▶

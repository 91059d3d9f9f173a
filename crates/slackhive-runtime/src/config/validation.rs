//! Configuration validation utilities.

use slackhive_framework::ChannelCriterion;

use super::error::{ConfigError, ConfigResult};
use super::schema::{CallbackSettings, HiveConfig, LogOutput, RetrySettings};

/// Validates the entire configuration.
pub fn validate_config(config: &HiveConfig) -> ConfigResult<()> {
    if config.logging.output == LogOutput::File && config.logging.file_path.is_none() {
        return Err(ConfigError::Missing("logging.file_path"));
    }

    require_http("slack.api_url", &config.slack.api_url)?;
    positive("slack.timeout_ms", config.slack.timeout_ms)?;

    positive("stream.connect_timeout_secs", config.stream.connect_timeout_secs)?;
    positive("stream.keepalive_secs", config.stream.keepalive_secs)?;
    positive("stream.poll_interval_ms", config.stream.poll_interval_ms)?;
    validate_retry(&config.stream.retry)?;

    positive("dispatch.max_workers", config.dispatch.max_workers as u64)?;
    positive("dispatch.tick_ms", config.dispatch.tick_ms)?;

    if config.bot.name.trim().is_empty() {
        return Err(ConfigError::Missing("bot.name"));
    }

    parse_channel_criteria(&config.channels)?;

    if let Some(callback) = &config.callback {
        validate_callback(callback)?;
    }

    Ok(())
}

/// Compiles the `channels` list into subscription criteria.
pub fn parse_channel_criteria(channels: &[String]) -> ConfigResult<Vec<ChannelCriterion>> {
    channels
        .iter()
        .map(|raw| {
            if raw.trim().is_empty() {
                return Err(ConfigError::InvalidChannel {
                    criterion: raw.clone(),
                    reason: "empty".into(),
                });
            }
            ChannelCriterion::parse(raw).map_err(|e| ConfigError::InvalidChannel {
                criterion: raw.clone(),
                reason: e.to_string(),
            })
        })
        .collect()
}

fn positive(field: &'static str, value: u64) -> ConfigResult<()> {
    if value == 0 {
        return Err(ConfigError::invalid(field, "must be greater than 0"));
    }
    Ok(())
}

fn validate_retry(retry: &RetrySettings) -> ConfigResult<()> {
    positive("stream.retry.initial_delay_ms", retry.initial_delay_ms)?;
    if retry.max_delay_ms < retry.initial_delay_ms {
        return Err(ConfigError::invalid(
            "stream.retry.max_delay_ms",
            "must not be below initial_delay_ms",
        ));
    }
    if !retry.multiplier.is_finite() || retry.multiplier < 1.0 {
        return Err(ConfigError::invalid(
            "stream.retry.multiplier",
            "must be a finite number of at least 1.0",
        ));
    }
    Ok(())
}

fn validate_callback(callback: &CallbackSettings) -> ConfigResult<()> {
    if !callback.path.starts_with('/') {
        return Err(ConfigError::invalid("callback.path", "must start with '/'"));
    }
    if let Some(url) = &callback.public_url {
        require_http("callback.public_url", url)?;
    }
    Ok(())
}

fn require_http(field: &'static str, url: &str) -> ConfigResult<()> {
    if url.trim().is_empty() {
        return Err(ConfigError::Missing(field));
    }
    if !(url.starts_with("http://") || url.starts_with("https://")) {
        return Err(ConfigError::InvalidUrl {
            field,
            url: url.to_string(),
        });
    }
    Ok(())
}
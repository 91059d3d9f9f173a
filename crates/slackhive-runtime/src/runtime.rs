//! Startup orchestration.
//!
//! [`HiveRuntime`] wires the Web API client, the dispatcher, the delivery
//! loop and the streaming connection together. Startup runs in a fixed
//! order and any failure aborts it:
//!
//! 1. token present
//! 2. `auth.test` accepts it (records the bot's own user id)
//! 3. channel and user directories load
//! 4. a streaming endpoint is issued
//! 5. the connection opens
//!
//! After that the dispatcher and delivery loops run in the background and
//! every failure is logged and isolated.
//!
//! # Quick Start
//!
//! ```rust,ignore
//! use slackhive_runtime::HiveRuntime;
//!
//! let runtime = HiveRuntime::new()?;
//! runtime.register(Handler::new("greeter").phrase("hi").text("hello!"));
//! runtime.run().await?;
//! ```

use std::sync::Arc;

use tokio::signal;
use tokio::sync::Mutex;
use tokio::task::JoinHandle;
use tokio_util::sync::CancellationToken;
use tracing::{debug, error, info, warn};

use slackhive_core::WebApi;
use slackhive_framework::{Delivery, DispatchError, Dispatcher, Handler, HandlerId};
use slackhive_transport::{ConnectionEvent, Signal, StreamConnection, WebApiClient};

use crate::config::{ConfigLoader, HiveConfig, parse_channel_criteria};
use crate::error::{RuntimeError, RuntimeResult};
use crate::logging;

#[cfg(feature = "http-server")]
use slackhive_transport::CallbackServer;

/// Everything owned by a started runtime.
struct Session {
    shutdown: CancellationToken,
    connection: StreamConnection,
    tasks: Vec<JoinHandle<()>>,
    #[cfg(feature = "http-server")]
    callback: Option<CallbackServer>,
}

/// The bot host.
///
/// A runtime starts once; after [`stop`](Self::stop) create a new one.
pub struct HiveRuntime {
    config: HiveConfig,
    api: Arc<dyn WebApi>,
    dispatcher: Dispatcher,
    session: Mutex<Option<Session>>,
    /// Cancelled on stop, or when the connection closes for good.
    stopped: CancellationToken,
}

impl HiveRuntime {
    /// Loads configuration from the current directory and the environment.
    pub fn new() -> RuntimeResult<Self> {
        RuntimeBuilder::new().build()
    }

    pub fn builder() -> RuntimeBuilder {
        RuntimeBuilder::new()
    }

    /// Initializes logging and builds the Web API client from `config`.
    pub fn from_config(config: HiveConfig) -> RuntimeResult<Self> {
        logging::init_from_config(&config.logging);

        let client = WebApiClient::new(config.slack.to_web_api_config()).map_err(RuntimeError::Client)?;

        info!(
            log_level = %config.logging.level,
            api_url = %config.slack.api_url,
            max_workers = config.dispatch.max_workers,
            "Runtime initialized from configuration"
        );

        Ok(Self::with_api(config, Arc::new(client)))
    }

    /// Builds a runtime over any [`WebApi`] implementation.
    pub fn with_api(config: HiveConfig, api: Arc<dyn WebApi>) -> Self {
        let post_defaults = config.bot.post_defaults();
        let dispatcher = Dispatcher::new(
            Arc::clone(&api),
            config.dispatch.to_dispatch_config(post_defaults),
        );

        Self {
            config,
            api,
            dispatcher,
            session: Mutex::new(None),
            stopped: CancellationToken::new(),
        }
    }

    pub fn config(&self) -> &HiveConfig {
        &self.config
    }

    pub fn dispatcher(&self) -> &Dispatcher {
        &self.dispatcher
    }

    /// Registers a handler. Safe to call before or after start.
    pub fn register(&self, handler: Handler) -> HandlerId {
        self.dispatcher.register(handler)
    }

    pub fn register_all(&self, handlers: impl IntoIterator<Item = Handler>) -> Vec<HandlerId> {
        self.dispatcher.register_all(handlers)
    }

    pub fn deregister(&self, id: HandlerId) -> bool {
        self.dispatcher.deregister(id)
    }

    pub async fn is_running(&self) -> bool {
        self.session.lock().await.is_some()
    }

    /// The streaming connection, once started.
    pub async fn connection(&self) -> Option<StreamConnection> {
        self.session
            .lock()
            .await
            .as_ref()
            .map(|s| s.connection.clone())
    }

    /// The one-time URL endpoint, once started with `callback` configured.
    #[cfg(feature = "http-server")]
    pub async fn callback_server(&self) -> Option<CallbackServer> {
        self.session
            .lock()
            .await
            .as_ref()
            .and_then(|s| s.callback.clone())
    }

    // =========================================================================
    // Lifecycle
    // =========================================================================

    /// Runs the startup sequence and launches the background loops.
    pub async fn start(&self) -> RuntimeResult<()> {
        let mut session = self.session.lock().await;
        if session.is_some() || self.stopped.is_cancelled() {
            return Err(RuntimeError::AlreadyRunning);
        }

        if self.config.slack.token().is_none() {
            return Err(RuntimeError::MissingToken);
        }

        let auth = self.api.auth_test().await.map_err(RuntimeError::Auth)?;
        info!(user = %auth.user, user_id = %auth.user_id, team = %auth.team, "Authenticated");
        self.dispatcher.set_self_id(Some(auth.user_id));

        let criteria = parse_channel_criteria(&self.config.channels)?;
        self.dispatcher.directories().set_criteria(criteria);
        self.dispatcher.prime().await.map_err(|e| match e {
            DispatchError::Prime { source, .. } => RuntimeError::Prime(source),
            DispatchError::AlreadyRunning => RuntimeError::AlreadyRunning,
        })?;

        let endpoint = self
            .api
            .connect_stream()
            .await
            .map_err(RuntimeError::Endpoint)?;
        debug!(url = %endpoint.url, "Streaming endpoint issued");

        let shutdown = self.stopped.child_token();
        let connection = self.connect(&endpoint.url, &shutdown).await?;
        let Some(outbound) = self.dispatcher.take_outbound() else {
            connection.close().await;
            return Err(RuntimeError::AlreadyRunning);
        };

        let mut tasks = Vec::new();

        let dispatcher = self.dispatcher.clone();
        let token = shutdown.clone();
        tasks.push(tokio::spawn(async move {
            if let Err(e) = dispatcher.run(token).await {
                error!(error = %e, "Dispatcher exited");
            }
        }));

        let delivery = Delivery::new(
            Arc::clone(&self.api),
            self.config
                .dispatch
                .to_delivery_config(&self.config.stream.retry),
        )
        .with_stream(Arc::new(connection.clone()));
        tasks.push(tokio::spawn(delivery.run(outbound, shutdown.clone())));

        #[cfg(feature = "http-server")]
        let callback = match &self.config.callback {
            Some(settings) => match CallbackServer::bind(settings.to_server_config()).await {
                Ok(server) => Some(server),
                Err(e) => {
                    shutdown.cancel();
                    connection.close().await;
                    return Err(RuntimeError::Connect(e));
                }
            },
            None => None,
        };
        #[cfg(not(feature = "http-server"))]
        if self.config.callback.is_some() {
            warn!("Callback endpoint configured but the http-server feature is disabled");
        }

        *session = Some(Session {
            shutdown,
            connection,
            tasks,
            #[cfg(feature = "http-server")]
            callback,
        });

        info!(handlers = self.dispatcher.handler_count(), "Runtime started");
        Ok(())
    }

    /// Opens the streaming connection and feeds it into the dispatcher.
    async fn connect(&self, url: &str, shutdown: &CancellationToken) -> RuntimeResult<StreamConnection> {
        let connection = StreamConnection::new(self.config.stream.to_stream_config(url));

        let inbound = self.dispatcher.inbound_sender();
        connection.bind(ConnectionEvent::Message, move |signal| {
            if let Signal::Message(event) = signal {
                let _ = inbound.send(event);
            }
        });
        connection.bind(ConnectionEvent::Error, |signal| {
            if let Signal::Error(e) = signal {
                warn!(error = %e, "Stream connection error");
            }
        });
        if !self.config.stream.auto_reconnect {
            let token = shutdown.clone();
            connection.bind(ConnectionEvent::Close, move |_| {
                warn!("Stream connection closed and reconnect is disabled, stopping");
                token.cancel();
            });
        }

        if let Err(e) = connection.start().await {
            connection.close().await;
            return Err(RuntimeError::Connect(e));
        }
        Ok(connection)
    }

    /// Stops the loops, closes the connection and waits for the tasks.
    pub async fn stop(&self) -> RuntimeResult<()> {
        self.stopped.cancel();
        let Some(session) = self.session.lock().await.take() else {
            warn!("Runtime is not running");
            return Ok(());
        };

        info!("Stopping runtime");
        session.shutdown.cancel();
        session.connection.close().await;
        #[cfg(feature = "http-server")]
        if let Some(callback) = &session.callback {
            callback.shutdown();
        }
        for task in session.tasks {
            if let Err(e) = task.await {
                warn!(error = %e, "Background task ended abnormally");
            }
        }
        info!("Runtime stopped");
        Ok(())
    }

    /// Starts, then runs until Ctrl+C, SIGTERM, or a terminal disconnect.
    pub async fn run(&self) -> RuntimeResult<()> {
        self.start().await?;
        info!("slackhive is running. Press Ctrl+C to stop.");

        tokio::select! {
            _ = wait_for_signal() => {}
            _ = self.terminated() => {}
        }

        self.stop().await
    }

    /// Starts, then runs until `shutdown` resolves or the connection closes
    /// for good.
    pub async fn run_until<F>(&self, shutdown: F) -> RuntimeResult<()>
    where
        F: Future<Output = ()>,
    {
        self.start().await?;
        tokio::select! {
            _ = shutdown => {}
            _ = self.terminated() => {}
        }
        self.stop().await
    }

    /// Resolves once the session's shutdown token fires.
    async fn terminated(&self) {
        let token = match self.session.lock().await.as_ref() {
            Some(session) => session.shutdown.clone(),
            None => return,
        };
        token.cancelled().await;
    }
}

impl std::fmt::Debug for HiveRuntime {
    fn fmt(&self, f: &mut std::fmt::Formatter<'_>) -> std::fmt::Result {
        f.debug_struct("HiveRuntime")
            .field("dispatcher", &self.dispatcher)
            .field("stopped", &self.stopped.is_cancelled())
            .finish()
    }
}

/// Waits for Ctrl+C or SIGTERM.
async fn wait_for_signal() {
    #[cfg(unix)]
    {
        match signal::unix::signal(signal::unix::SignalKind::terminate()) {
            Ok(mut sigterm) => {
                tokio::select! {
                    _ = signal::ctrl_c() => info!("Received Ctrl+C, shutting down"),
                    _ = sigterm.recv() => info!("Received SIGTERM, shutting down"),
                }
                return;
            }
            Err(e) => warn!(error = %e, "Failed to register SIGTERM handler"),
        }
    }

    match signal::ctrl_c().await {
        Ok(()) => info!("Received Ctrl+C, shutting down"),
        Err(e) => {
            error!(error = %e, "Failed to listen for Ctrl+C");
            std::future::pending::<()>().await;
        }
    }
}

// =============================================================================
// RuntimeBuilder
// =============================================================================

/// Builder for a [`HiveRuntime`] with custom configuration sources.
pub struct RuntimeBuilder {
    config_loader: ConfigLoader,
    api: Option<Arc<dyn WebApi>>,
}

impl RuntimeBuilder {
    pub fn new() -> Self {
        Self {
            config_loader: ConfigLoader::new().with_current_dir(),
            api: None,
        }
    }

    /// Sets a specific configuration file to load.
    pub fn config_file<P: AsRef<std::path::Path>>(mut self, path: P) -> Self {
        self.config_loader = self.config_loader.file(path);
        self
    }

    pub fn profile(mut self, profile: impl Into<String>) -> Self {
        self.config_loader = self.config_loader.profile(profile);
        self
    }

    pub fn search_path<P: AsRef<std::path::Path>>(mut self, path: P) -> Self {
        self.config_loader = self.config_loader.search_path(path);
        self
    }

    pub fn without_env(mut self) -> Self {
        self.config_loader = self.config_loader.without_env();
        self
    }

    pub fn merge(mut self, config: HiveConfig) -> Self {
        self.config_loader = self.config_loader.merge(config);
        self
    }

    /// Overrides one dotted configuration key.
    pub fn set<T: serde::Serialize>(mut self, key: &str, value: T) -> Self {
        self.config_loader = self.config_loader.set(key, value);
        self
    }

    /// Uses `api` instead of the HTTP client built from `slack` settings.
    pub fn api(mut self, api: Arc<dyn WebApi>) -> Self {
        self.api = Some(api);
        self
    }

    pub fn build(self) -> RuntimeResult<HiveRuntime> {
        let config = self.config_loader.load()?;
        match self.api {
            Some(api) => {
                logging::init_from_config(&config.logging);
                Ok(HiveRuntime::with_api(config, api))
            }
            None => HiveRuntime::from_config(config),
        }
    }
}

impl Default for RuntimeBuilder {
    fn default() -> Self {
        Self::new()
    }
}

◀

What is being asked - Whenever a line includes the word "tasks", pull it out of the entries.

Solution for this exercise -
    tasks: Vec<JoinHandle<()>>,
        let mut tasks = Vec::new();
        tasks.push(tokio::spawn(async move {
        tasks.push(tokio::spawn(delivery.run(outbound, shutdown.clone())));
            tasks,
    /// Stops the loops, closes the connection and waits for the tasks.
        for task in session.tasks {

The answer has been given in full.